Maybe you should read the moderator's posts. It is clear from posts made by Mod.Sense that the time interval during which any user might not receive work after recovery from a Rosetta server outage is purely a matter of chance. Do you dispute that assertion?

Thanks for that. First, as I pointed out before, these are Boinc defaults, not Rosetta defaults (though I doubt that makes a lot of difference in itself tbh). More importantly, defaults in this situation are lowest common denominator across all projects, not tailored to meet every eventuality of this one - especially as a 3 hour runtime and a 0.25 buffer would hardly be recommended as a panacea for all Boinc projects by anyone. That's enough, but 3rd, as has been pointed out already, no project can guarantee uptime, so putting all eggs in one project's basket is going to result in a problem eventually. If Rosetta goes down for a month, we're all running out of Rosetta tasks, though I'll still be running 24/7 here.


Your penchant for avoiding specific questions is reminiscent of a politician. Perhaps you should consider taking up politics (if you haven't already).

Let's boil this down to basics. How do you explain a user with a two-day buffer running out of work for more than nine hours after Rosetta's servers fail for a period of only nine or ten hours? Mod.Sense explained it quite clearly by pointing out that it is a matter of CHANCE/LUCK/FORTUNE/KISMET/HAPPENSTANCE when additional work might be received, and my experience bears out that assertion.
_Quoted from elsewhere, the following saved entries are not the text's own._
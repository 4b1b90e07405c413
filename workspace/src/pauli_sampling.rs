use itertools::Itertools;
use mppovm::{ MPArray, MPPovm, SampleMethod, SampleOpts, StateMode };
use ndarray as nd;
use num_complex::Complex64 as C64;
use rand::{ rngs::StdRng, SeedableRng };
use rayon::iter::{ IntoParallelIterator, ParallelIterator };
use tracing_subscriber::EnvFilter;

const N: usize = 8; // number of qubits

// (∣0...0⟩ + ∣1...1⟩) / √2
fn ghz(n: usize) -> MPArray {
    let site = |l: usize, r: usize, scale: f64| {
        nd::ArrayD::from_shape_fn(vec![l, 2, r], |ix| {
            let (a, s, b) = (ix[0], ix[1], ix[2]);
            let a_ok = l == 1 || a == s;
            let b_ok = r == 1 || b == s;
            if a_ok && b_ok { C64::from(scale) } else { C64::from(0.0) }
        })
    };
    let ltens: Vec<nd::ArrayD<C64>>
        = (0..n)
        .map(|k| {
            let l = if k == 0 { 1 } else { 2 };
            let r = if k == n - 1 { 1 } else { 2 };
            let scale = if k == 0 { std::f64::consts::FRAC_1_SQRT_2 } else { 1.0 };
            site(l, r, scale)
        })
        .collect();
    MPArray::from_tensors(ltens).expect("GHZ tensors have matching bonds")
}

// largest deviation between the empirical and exact joint distribution of the
// first two sites
fn max_deviation(samples: &nd::Array2<u8>, exact: &nd::ArrayD<C64>) -> f64 {
    let n = samples.nrows() as f64;
    let mut freq: nd::Array2<f64> = nd::Array2::zeros((6, 6));
    for row in samples.rows() {
        freq[[row[0] as usize, row[1] as usize]] += 1.0 / n;
    }
    (0..6).cartesian_product(0..6)
        .map(|(a, b)| (freq[[a, b]] - exact[[a, b]].re).abs())
        .fold(0.0, f64::max)
}

fn main() {
    const REPS: usize = 24;
    const SAMPLES: usize = 5000;

    tracing_subscriber::fmt()
        .with_env_filter(EnvFilter::from_default_env())
        .with_target(false)
        .init();

    let psi = ghz(N);
    let mpp = MPPovm::pauli_mpp(N, 2).expect("qubit Pauli POVM");
    let marginal = MPPovm::pauli_mpp(2, 2).expect("qubit Pauli POVM")
        .embed(N, 0, 2).expect("two sites fit in the chain")
        .probab(&psi, StateMode::Mps).expect("GHZ state is a valid MPS")
        .prune(true)
        .to_array();

    for (method, n_group) in [(SampleMethod::Cond, 1), (SampleMethod::Cond, 2)] {
        let opts = SampleOpts { method, n_group, ..SampleOpts::default() };
        let dev: f64
            = (0..REPS).into_par_iter()
            .map(|seed| {
                let mut rng = StdRng::seed_from_u64(seed as u64);
                let samples = mpp.sample(&mut rng, &psi, SAMPLES, &opts)
                    .expect("sampling failed");
                max_deviation(&samples, &marginal)
            })
            .sum::<f64>() / REPS as f64;
        println!("{:?} (group {}): mean max deviation {:.5}", method, n_group, dev);
    }

    let opts = SampleOpts { method: SampleMethod::Direct, ..SampleOpts::default() };
    let small = MPPovm::pauli_mpp(3, 2).expect("qubit Pauli POVM");
    let psi3 = ghz(3);
    let exact3 = MPPovm::pauli_mpp(2, 2).expect("qubit Pauli POVM")
        .embed(3, 0, 2).expect("two sites fit in the chain")
        .probab(&psi3, StateMode::Mps).expect("GHZ state is a valid MPS")
        .prune(true)
        .to_array();
    let dev: f64
        = (0..REPS).into_par_iter()
        .map(|seed| {
            let mut rng = StdRng::seed_from_u64(seed as u64);
            let samples = small.sample(&mut rng, &psi3, SAMPLES, &opts)
                .expect("sampling failed");
            max_deviation(&samples, &exact3)
        })
        .sum::<f64>() / REPS as f64;
    println!("Direct (3 sites): mean max deviation {:.5}", dev);
}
If you have an alternative answer that makes any sense at all, perhaps you would like to share it?

If I have a two-day buffer for a dual-core processor, then I have 24 tasks in my buffer. This is in addition to the two tasks that are currently being processed. These two tasks will complete anywhere between one minute and four hours after the inception of the server outage, but never in less time. That means that I will have a MINIMUM of 48 hours of processing to complete before running out of work. With a two-day buffer, my machine should never even notice a 9-10 hour server outage.

Would it be an improvement to limit the number of work units that were distributed to each user for some period of time after a server outage - say 24 hours? Why not ration the work until such time as the system has completely recovered from the outage. It's difficult to see how such an approach would not be more efficient.
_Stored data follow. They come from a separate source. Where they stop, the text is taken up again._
impl MPPovm {
    /// Find pairs of proportional elements of `self` and `other`.
    ///
    /// `other` is first reduced to the support of `self` by summing its
    /// outcomes on every site where `self` is unmeasured. Two elements are
    /// said to match when the Cauchy-Schwarz inequality
    /// `|⟨E, F⟩|² ≤ ‖E‖² ‖F‖²` is saturated to within `eps` (relative).
    pub fn find_matching_elements(&self, other: &MPPovm, exclude_dup: ExcludeDup, eps: f64)
        -> PovmResult<ElementMatch>
    {
        if self.len() != other.len() || self.hdims() != other.hdims() {
            return Err(PovmError::shape(
                "matching elements needs POVMs on the same sites"));
        }
        let red = reduce_other(self, other)?;
        let inner = self.as_mpa().conj()
            .dot(red.as_mpa(), &[1, 2], &[1, 2])?
            .to_array_global()?;
        let snorm = element_norms_sq(self)?;
        let onorm = element_norms_sq(&red)?;

        let own_shape = self.nsoutdims();
        let support = self.support();
        let red_outdims = red.outdims();
        let other_shape: Vec<usize> = support.iter().map(|&s| red_outdims[s]).collect();
        let n_own: usize = own_shape.iter().product();
        let n_other: usize = other_shape.iter().product();
        // unmeasured axes all have dimension 1, so these reshapes only drop
        // them
        let inner: Vec<C64> = inner.iter().copied().collect();
        let snorm: Vec<f64> = snorm.iter().copied().collect();
        let onorm: Vec<f64> = onorm.iter().copied().collect();
        if inner.len() != n_own * n_other
            || snorm.len() != n_own
            || onorm.len() != n_other
        {
            return Err(PovmError::shape("unexpected element counts while matching"));
        }
        if snorm.iter().chain(onorm.iter()).any(|&x| !(x > 0.0)) {
            return Err(PovmError::invalid("POVM element with zero norm"));
        }

        let mut matches: Vec<bool> = Vec::with_capacity(n_own * n_other);
        let mut prefactors: Vec<f64> = Vec::with_capacity(n_own * n_other);
        for (i, sn) in snorm.iter().enumerate() {
            for (j, on) in onorm.iter().enumerate() {
                let normprod = sn * on;
                let ip = inner[i * n_other + j].norm_sqr();
                let dev = (normprod - ip) / normprod;
                check_tol("Cauchy-Schwarz inequality violated", -dev, eps)?;
                let m = (ip / normprod - 1.0).abs() <= eps;
                matches.push(m);
                prefactors.push(if m { (sn / on).sqrt() } else { f64::NAN });
            }
        }

        let mut shape = own_shape.clone();
        shape.extend_from_slice(&other_shape);
        if exclude_dup.own {
            for j in 0..n_other {
                if (0..n_own).filter(|i| matches[i * n_other + j]).count() > 1 {
                    return Err(PovmError::invalid(
                        "pair of linearly dependent elements in self"));
                }
            }
        }
        if exclude_dup.other {
            for i in 0..n_own {
                if (0..n_other).filter(|j| matches[i * n_other + j]).count() > 1 {
                    return Err(PovmError::invalid(
                        "pair of linearly dependent elements in other"));
                }
            }
        }
        let matches = nd::ArrayD::from_shape_vec(shape.clone(), matches)
            .map_err(|e| PovmError::shape(e.to_string()))?;
        let prefactors = nd::ArrayD::from_shape_vec(shape, prefactors)
            .map_err(|e| PovmError::shape(e.to_string()))?;
        Ok(ElementMatch { matches, prefactors, n_own: own_shape.len() })
    }

    /// Check whether the elements of `self` selected by `given` sum to a
    /// multiple of the identity.
    ///
    /// `given` is indexed by the outcomes on the sites `support`; other sites
    /// are summed over. Returns the multiple `c` (with `c ≈ 1` if every
    /// element is selected, `c < 1` otherwise), or `None` if the sum is not
    /// proportional to the identity.
    pub fn elemsum_identity(&self, support: &[usize], given: &nd::ArrayD<bool>, eps: f64)
        -> PovmResult<Option<f64>>
    {
        if !given.iter().any(|&g| g) {
            return Err(PovmError::invalid("some elements are required"));
        }
        let any_missing = !given.iter().all(|&g| g);
        let outdims = self.outdims();
        if support.len() != given.ndim()
            || support.iter().zip(given.shape()).any(|(&s, &d)| s >= outdims.len() || outdims[s] != d)
        {
            return Err(PovmError::shape("selection does not match the outcome dimensions"));
        }
        let given_c: nd::ArrayD<C64> = given.mapv(|g| C64::from(if g { 1.0 } else { 0.0 }));
        let sel
            = if support.is_empty() {
                let g = given_c.iter().copied().next().unwrap_or_default();
                fill_out_holes(&outdims, support, MPArray::from_tensors_unchecked(Vec::new()))?
                    .scale(g)
            } else {
                fill_out_holes(&outdims, support, MPArray::from_array(&given_c, 1)?)?
            };
        let elem_sum = sel.dot(self.as_mpa(), &[0], &[0])?;
        let eye = MPArray::from_kron(
            self.hdims().into_iter().map(|d| nd::Array2::<C64>::eye(d).into_dyn()));
        let sum_norm = elem_sum.norm();
        let eye_norm = eye.norm();
        let normprod = sum_norm * eye_norm;
        let inner = elem_sum.inner(&eye)?.norm();
        let dev = (normprod - inner) / normprod;
        check_tol("Cauchy-Schwarz inequality violated", -dev, eps)?;
        if dev > eps { return Ok(None); }
        let all_prefactor = sum_norm / eye_norm;
        if any_missing {
            check_tol("partial element sum exceeds the identity", all_prefactor - 1.0, eps)?;
        } else {
            check_tol("element sum must be the identity", (all_prefactor - 1.0).abs(), eps)?;
        }
        Ok(Some(all_prefactor))
    }

    /// Convert samples of `other` into estimated outcome probabilities of
    /// `self`.
    ///
    /// Columns of `samples` correspond to the measured sites of `other`.
    /// Returns the estimates (shape `self.nsoutdims()`, NaN for outcomes that
    /// no element of `other` determines) and the number of samples that
    /// contributed to at least one estimate.
    ///
    /// If every outcome of `other` matches some element of `self`, the
    /// estimates sum to the identity fraction of the matched elements.
    pub fn counts_from(&self, other: &MPPovm, samples: nd::ArrayView2<u8>, eps: f64)
        -> PovmResult<(nd::ArrayD<f64>, usize)>
    {
        let other_support = other.support();
        if samples.ncols() != other_support.len() {
            return Err(PovmError::shape(format!(
                "{} sample columns for {} measured sites",
                samples.ncols(), other_support.len())));
        }
        let n_samples = samples.nrows();
        if n_samples == 0 {
            return Err(PovmError::invalid("no samples"));
        }
        let m = self.find_matching_elements(other, ExcludeDup::default(), eps)?;
        let own_shape = self.nsoutdims();
        let n_own: usize = own_shape.iter().product();
        let given = m.given();
        if !given.iter().any(|&g| g) {
            return Ok((nd::ArrayD::from_elem(own_shape, f64::NAN), 0));
        }
        let support = self.support();
        let all_prefactor = self.elemsum_identity(&support, &given, eps)?
            .ok_or(PovmError::Unconvertible)?;

        let columns: Vec<Option<usize>>
            = support.iter()
            .map(|s| other_support.iter().position(|t| t == s))
            .collect();
        let mut lookup: FxHashMap<Vec<usize>, Vec<(usize, f64)>> = FxHashMap::default();
        for (own, other_out, pf) in m.pairs() {
            lookup.entry(other_out).or_default().push((own, pf));
        }

        let mut counts: Vec<f64> = vec![0.0; n_own];
        let mut n_used: usize = 0;
        let mut key: Vec<usize> = vec![0; support.len()];
        for row in samples.rows() {
            key.iter_mut().zip(columns.iter())
                .for_each(|(k, col)| { *k = col.map(|c| usize::from(row[c])).unwrap_or(0); });
            if let Some(hits) = lookup.get(&key) {
                n_used += 1;
                for &(own, pf) in hits.iter() {
                    counts[own] += pf / n_samples as f64;
                }
            }
        }
        // the sum is fixed only if every outcome of `other` is matched;
        // otherwise it depends on how many samples fell on matched outcomes
        let n_other_out: usize = m.matches.shape()[m.n_own..].iter().product();
        if lookup.len() == n_other_out {
            let total: f64 = counts.iter().sum();
            check_tol(
                "converted counts must sum to the matched fraction",
                (total - all_prefactor).abs(),
                eps,
            )?;
        }
        counts.iter_mut().zip(given.iter())
            .filter(|(_, g)| !**g)
            .for_each(|(c, _)| { *c = f64::NAN; });
        debug!(n_samples, n_used, all_prefactor, "converted samples");
        let counts = nd::ArrayD::from_shape_vec(own_shape, counts)
            .map_err(|e| PovmError::shape(e.to_string()))?;
        Ok((counts, n_used))
    }

    fn outcome_index(&self, row: nd::ArrayView1<u8>, dims: &[usize]) -> PovmResult<usize> {
        if row.len() != dims.len() {
            return Err(PovmError::shape(format!(
                "{} sample columns for {} measured sites", row.len(), dims.len())));
        }
        let idx: Vec<usize> = row.iter().map(|&x| usize::from(x)).collect();
        if idx.iter().zip(dims).any(|(&i, &d)| i >= d) {
            return Err(PovmError::invalid("sample outcome out of range"));
        }
        Ok(ravel_index(&idx, dims))
    }

    /// Histogram of samples of `self`, shape `self.nsoutdims()`.
    pub fn count_samples(&self, samples: nd::ArrayView2<u8>) -> PovmResult<nd::ArrayD<usize>> {
        let dims = self.nsoutdims();
        let mut counts = vec![0_usize; dims.iter().product()];
        for row in samples.rows() {
            counts[self.outcome_index(row, &dims)?] += 1;
        }
        debug_assert_eq!(counts.iter().sum::<usize>(), samples.nrows());
        nd::ArrayD::from_shape_vec(dims, counts)
            .map_err(|e| PovmError::shape(e.to_string()))
    }

    /// Like [`Self::count_samples`], with a non-negative weight per sample.
    pub fn count_samples_weighted(&self, samples: nd::ArrayView2<u8>, weights: nd::ArrayView1<f64>)
        -> PovmResult<nd::ArrayD<f64>>
    {
        if weights.len() != samples.nrows() {
            return Err(PovmError::shape("one weight per sample required"));
        }
        if weights.iter().any(|&w| w < 0.0) {
            return Err(PovmError::invalid("negative sample weight"));
        }
        let dims = self.nsoutdims();
        let mut counts = vec![0.0; dims.iter().product()];
        for (row, &w) in samples.rows().into_iter().zip(weights.iter()) {
            counts[self.outcome_index(row, &dims)?] += w;
        }
        nd::ArrayD::from_shape_vec(dims, counts)
            .map_err(|e| PovmError::shape(e.to_string()))
    }

    /// Estimate the outcome probabilities of `self` from samples of every
    /// member of `other`.
    ///
    /// Estimates from different members are averaged, weighted by the number
    /// of samples each used. Returns the estimates (NaN where no member
    /// contributed) and the total number of samples used per outcome.
    pub fn estprob_from_mpplist(
        &self,
        other: &MPPovmList,
        samples: &[nd::Array2<u8>],
        eps: f64,
    ) -> PovmResult<(nd::ArrayD<f64>, nd::ArrayD<usize>)>
    {
        if samples.len() != other.len() {
            return Err(PovmError::shape(format!(
                "{} sample sets for {} POVMs", samples.len(), other.len())));
        }
        let shape = self.nsoutdims();
        let mut weighted: nd::ArrayD<f64> = nd::ArrayD::zeros(shape.clone());
        let mut n_used: nd::ArrayD<usize> = nd::ArrayD::zeros(shape);
        for (mpp, sam) in other.mpps().iter().zip(samples) {
            let (counts, used) = self.counts_from(mpp, sam.view(), eps)?;
            nd::Zip::from(&mut weighted).and(&mut n_used).and(&counts)
                .for_each(|w, n, &c| {
                    if !c.is_nan() {
                        *w += c * used as f64;
                        *n += used;
                    }
                });
        }
        let p_est = nd::Zip::from(&weighted).and(&n_used)
            .map_collect(|&w, &n| if n > 0 { w / n as f64 } else { f64::NAN });
        Ok((p_est, n_used))
    }
}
Actually no. If it was a case of the server struggling to meet the demands on it (which I don't accept at all btw, but just say mod.sense is right) a user would get insufficient tasks on an eventual successful connection, so it'll just come back again and again to fill the rest of its buffer, resulting in more hits even after connection was successful, not less.
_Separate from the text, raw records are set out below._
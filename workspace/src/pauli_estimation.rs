use mppovm::{ MPArray, MPPovm, PovmResult, SampleOpts, StateMode };
use ndarray as nd;
use num_complex::Complex64 as C64;
use rand::{ rngs::StdRng, Rng, SeedableRng };
use rayon::iter::{ IntoParallelIterator, ParallelIterator };
use tracing_subscriber::EnvFilter;

const N: usize = 5; // number of qubits
const EPS: f64 = 1e-10;

// normalized state with random complex amplitudes
fn random_state<R>(rng: &mut R, n: usize) -> MPArray
where R: Rng + ?Sized
{
    let arr = nd::ArrayD::from_shape_fn(vec![2; n], |_| {
        C64::new(rng.gen::<f64>() - 0.5, rng.gen::<f64>() - 0.5)
    });
    let norm: f64 = arr.iter().map(|x| x.norm_sqr()).sum::<f64>().sqrt();
    MPArray::from_array(&arr.mapv(|x| x / norm), 1).expect("dense state factorizes")
}

struct Trial {
    prob_err: f64,
    fun_err: f64,
    fun_std: f64,
}

fn run_trial(seed: u64, samples_per_basis: usize) -> PovmResult<Trial> {
    let mut rng = StdRng::seed_from_u64(seed);
    let psi = random_state(&mut rng, N);
    // all nine two-site Pauli product bases on every pair of neighbors
    let bases = MPPovm::pauli_mpps(2, 2)?.block(N)?;
    let target = MPPovm::pauli_mpp(2, 2)?.block(N)?;
    let opts = SampleOpts::default();
    let samples: Vec<nd::Array2<u8>>
        = bases.sample(&mut rng, &psi, samples_per_basis, &opts)
        .collect::<PovmResult<_>>()?;

    let exact: Vec<nd::ArrayD<C64>>
        = target.probab(&psi, StateMode::Mps)
        .map(|p| p.map(|p| p.prune(true).to_array()))
        .collect::<PovmResult<_>>()?;
    let mut prob_err: f64 = 0.0;
    for (est, p) in target.estprob_from(&bases, &samples, EPS).zip(exact.iter()) {
        let (p_est, _) = est?;
        prob_err = p_est.iter().zip(p.iter())
            .map(|(e, q)| (e - q.re).abs())
            .fold(prob_err, f64::max);
    }

    // ⟨Z_k Z_{k+1}⟩ summed over neighbors: outcomes (z+, z+) and (z-, z-) count
    // +1, (z+, z-) and (z-, z+) count -1, weighted by the 1/3 per-site share of
    // the Z basis in the Pauli POVM
    let zz = nd::ArrayD::from_shape_fn(vec![6, 6], |ix| {
        match (ix[0], ix[1]) {
            (4, 4) | (5, 5) => 9.0,
            (4, 5) | (5, 4) => -9.0,
            _ => 0.0,
        }
    });
    let coeff: Vec<nd::ArrayD<f64>> = vec![zz.clone(); target.len()];
    let (fun_est, fun_var) = target.estfun_from(&bases, &coeff, &samples, EPS)?;
    let fun_exact: f64
        = exact.iter()
        .map(|p| p.iter().zip(zz.iter()).map(|(q, c)| q.re * c).sum::<f64>())
        .sum();
    Ok(Trial {
        prob_err,
        fun_err: (fun_est - fun_exact).abs(),
        fun_std: fun_var.sqrt(),
    })
}

fn main() {
    const REPS: usize = 16;

    tracing_subscriber::fmt()
        .with_env_filter(EnvFilter::from_default_env())
        .with_target(false)
        .init();

    for samples_per_basis in [250, 1000, 4000] {
        let trials: Vec<Trial>
            = (0..REPS).into_par_iter()
            .map(|seed| run_trial(seed as u64, samples_per_basis))
            .collect::<PovmResult<_>>()
            .expect("estimation failed");
        let mean = |f: fn(&Trial) -> f64| {
            trials.iter().map(f).sum::<f64>() / trials.len() as f64
        };
        println!(
            "{:>5} samples/basis: max prob error {:.5}, ZZ error {:.5} (est. std {:.5})",
            samples_per_basis,
            mean(|t| t.prob_err),
            mean(|t| t.fun_err),
            mean(|t| t.fun_std),
        );
    }
}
Where this strategy would help is if there were only a few tasks to grab and it was better if everyone got something to get them started. That wasn't the case from what I can recall. (Just seen your convoluted analogy. Very good, but typically it's the one that didn't apply in this situation).


Well, isn't it the whole point of grid computing that a large number of computers should each be able to perform a small portion of the total work? Tell me how this goal is met if a number of computers receive no work at all while others receive more than they can possibly process within a short time? Users can select a buffer of as many as ten days. What is accomplished for the benefit of the project as a whole when some contributors sit idle waiting for work while other users have accumulated enough tasks to keep their machines busy for an additional ten days? Whether it happens to be the current BOINC/Rosetta design, or whether it is difficult to accomplish, is not the point. The point is that it is INEFFICIENT, and it does not speak well for the architecture of the software.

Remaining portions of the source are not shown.